____ ENTRIES SHOWN
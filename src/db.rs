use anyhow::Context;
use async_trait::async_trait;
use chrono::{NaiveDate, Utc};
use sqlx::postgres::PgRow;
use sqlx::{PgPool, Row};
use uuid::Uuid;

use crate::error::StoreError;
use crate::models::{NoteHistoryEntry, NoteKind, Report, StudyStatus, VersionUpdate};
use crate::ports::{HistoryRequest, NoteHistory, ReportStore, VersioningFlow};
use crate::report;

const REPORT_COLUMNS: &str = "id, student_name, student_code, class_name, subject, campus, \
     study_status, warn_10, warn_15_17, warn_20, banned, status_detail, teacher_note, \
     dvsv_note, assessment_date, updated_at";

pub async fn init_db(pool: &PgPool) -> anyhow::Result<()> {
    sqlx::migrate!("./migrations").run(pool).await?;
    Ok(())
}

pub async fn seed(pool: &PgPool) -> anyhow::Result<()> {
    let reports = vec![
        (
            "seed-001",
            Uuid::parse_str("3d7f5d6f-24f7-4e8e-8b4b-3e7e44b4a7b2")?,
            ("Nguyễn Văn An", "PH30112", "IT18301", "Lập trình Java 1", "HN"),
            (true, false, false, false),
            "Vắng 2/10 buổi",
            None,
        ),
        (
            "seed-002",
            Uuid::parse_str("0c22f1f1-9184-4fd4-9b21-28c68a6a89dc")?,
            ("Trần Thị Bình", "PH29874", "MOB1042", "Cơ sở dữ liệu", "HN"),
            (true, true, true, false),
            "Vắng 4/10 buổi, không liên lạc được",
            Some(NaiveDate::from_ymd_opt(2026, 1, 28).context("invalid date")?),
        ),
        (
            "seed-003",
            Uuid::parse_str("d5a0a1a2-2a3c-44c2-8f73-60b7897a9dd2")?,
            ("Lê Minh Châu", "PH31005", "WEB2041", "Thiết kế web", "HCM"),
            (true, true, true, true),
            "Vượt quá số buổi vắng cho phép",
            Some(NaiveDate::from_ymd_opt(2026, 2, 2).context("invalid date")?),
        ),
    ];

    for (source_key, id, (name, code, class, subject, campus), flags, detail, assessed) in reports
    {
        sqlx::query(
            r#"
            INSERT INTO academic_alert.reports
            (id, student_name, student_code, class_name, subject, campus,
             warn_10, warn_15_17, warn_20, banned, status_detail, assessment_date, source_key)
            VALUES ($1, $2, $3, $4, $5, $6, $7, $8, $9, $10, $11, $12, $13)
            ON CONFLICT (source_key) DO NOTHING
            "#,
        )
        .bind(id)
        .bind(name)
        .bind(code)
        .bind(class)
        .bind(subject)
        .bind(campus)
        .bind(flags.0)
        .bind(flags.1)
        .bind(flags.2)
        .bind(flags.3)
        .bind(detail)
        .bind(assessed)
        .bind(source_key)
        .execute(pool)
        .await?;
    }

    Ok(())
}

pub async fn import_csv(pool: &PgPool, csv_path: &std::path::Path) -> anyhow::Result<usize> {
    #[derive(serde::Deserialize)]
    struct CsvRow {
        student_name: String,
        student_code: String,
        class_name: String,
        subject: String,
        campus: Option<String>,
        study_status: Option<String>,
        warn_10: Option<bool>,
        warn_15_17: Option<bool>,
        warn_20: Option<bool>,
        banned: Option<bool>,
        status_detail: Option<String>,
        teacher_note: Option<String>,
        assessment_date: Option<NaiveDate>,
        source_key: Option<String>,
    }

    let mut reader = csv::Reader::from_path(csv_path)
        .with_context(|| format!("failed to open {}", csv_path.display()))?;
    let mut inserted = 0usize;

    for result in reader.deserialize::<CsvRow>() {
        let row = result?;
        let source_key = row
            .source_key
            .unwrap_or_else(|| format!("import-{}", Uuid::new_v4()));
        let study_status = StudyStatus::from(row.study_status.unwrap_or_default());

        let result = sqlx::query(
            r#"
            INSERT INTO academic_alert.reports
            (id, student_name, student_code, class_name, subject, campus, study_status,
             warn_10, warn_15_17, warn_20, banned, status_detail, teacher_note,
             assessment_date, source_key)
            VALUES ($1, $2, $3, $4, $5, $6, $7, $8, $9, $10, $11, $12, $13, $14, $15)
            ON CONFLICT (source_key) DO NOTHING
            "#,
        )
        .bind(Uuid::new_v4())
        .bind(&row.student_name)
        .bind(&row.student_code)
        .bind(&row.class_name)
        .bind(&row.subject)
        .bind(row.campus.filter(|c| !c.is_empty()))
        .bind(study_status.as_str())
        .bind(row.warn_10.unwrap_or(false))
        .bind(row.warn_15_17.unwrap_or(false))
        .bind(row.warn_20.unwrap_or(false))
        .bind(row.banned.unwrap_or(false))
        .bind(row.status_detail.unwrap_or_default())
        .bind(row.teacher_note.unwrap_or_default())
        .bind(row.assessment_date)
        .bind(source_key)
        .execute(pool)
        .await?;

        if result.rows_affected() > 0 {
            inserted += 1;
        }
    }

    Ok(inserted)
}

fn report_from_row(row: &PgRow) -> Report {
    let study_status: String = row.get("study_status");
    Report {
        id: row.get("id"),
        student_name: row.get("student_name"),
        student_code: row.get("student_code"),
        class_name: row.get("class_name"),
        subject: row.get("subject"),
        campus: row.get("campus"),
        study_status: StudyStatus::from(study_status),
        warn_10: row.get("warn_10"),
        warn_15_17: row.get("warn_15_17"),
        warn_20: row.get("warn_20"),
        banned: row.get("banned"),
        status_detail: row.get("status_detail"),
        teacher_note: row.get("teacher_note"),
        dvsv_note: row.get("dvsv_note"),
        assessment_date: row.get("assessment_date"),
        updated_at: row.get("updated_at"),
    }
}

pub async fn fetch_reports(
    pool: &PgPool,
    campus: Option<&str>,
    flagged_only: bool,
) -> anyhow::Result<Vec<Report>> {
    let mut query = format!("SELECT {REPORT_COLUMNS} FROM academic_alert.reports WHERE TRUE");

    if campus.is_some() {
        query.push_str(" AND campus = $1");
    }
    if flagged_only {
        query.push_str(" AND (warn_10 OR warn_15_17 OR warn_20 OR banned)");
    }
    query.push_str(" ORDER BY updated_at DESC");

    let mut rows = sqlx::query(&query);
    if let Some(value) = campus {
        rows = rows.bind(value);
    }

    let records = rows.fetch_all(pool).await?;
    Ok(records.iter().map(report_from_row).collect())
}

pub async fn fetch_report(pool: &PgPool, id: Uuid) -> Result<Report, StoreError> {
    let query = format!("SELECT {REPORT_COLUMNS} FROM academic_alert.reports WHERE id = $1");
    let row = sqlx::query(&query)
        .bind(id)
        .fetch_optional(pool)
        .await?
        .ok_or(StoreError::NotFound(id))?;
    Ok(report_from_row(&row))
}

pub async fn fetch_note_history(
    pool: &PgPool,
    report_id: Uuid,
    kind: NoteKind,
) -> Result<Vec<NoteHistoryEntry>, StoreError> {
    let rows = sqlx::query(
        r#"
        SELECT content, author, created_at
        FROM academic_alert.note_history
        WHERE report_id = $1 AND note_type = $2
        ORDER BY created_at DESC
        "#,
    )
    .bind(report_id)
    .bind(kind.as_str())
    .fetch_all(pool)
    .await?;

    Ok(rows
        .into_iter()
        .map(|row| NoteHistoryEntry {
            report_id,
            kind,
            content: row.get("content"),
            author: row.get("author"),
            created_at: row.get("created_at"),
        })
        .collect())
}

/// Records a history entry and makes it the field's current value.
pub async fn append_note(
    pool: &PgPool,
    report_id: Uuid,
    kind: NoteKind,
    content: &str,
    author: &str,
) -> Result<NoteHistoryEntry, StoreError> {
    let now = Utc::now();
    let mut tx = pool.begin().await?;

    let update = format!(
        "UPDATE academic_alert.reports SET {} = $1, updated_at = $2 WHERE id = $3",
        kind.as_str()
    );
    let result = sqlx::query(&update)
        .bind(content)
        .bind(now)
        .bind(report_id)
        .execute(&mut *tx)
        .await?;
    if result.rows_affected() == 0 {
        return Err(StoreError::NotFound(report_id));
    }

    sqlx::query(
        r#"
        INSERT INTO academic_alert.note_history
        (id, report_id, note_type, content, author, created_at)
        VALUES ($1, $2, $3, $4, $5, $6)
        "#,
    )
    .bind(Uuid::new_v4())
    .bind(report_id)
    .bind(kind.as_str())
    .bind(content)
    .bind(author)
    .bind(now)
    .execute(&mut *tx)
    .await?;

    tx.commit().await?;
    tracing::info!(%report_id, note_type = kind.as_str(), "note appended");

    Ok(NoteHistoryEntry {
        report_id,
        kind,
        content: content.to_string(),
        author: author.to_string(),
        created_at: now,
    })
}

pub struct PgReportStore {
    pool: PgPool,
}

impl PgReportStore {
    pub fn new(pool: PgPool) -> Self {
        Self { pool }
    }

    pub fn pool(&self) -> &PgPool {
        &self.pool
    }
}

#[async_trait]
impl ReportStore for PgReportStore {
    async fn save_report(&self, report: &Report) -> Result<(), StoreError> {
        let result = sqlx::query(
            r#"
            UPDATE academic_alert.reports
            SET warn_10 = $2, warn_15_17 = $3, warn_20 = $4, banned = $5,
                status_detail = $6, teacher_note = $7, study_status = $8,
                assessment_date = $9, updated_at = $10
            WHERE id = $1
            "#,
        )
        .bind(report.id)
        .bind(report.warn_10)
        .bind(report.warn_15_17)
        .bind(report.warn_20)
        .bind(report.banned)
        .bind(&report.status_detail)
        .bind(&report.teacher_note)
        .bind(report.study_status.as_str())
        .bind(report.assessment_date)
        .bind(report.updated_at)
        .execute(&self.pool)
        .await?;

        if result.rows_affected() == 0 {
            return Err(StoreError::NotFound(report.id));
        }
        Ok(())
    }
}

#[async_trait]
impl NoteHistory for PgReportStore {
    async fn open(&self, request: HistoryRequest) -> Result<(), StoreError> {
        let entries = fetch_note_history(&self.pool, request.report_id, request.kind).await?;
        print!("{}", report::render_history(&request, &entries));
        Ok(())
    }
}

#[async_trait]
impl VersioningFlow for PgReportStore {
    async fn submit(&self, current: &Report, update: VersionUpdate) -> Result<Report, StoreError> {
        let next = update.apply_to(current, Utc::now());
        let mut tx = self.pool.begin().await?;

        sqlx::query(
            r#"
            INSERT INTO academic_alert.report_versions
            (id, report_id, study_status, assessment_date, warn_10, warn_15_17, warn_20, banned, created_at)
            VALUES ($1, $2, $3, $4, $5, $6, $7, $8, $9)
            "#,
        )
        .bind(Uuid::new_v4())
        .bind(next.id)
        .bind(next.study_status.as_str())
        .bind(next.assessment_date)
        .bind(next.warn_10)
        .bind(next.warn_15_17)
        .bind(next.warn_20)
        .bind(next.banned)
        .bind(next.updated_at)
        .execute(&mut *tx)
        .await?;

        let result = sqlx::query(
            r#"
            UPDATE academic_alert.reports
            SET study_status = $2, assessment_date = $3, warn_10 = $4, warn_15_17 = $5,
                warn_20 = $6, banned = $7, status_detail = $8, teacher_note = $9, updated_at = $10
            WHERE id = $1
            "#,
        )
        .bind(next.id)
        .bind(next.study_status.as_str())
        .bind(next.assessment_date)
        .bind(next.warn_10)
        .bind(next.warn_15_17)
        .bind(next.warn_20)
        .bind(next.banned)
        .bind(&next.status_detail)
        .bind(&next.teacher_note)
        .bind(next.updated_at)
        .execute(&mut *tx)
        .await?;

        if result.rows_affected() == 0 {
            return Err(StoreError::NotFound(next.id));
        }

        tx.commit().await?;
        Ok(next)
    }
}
________
____ ENTRIES SHOWN
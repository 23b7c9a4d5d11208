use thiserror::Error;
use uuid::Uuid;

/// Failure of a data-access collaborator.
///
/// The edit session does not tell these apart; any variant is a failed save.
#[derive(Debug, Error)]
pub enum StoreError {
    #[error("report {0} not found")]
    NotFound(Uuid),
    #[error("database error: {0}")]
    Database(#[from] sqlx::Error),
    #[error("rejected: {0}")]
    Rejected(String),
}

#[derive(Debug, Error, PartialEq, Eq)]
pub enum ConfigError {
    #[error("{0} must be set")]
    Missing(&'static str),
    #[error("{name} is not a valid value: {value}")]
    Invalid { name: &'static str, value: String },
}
________
EXERCISE:
Going back over the entries above, copy word for word every line from the one that has "filename src/db.rs" on through the one that has "use crate::report;".

ANSWER TO THE PROBLEM:
filename src/db.rs
use anyhow::Context;
use async_trait::async_trait;
use chrono::{NaiveDate, Utc};
use sqlx::postgres::PgRow;
use sqlx::{PgPool, Row};
use uuid::Uuid;

use crate::error::StoreError;
use crate::models::{NoteHistoryEntry, NoteKind, Report, StudyStatus, VersionUpdate};
use crate::ports::{HistoryRequest, NoteHistory, ReportStore, VersioningFlow};
use crate::report;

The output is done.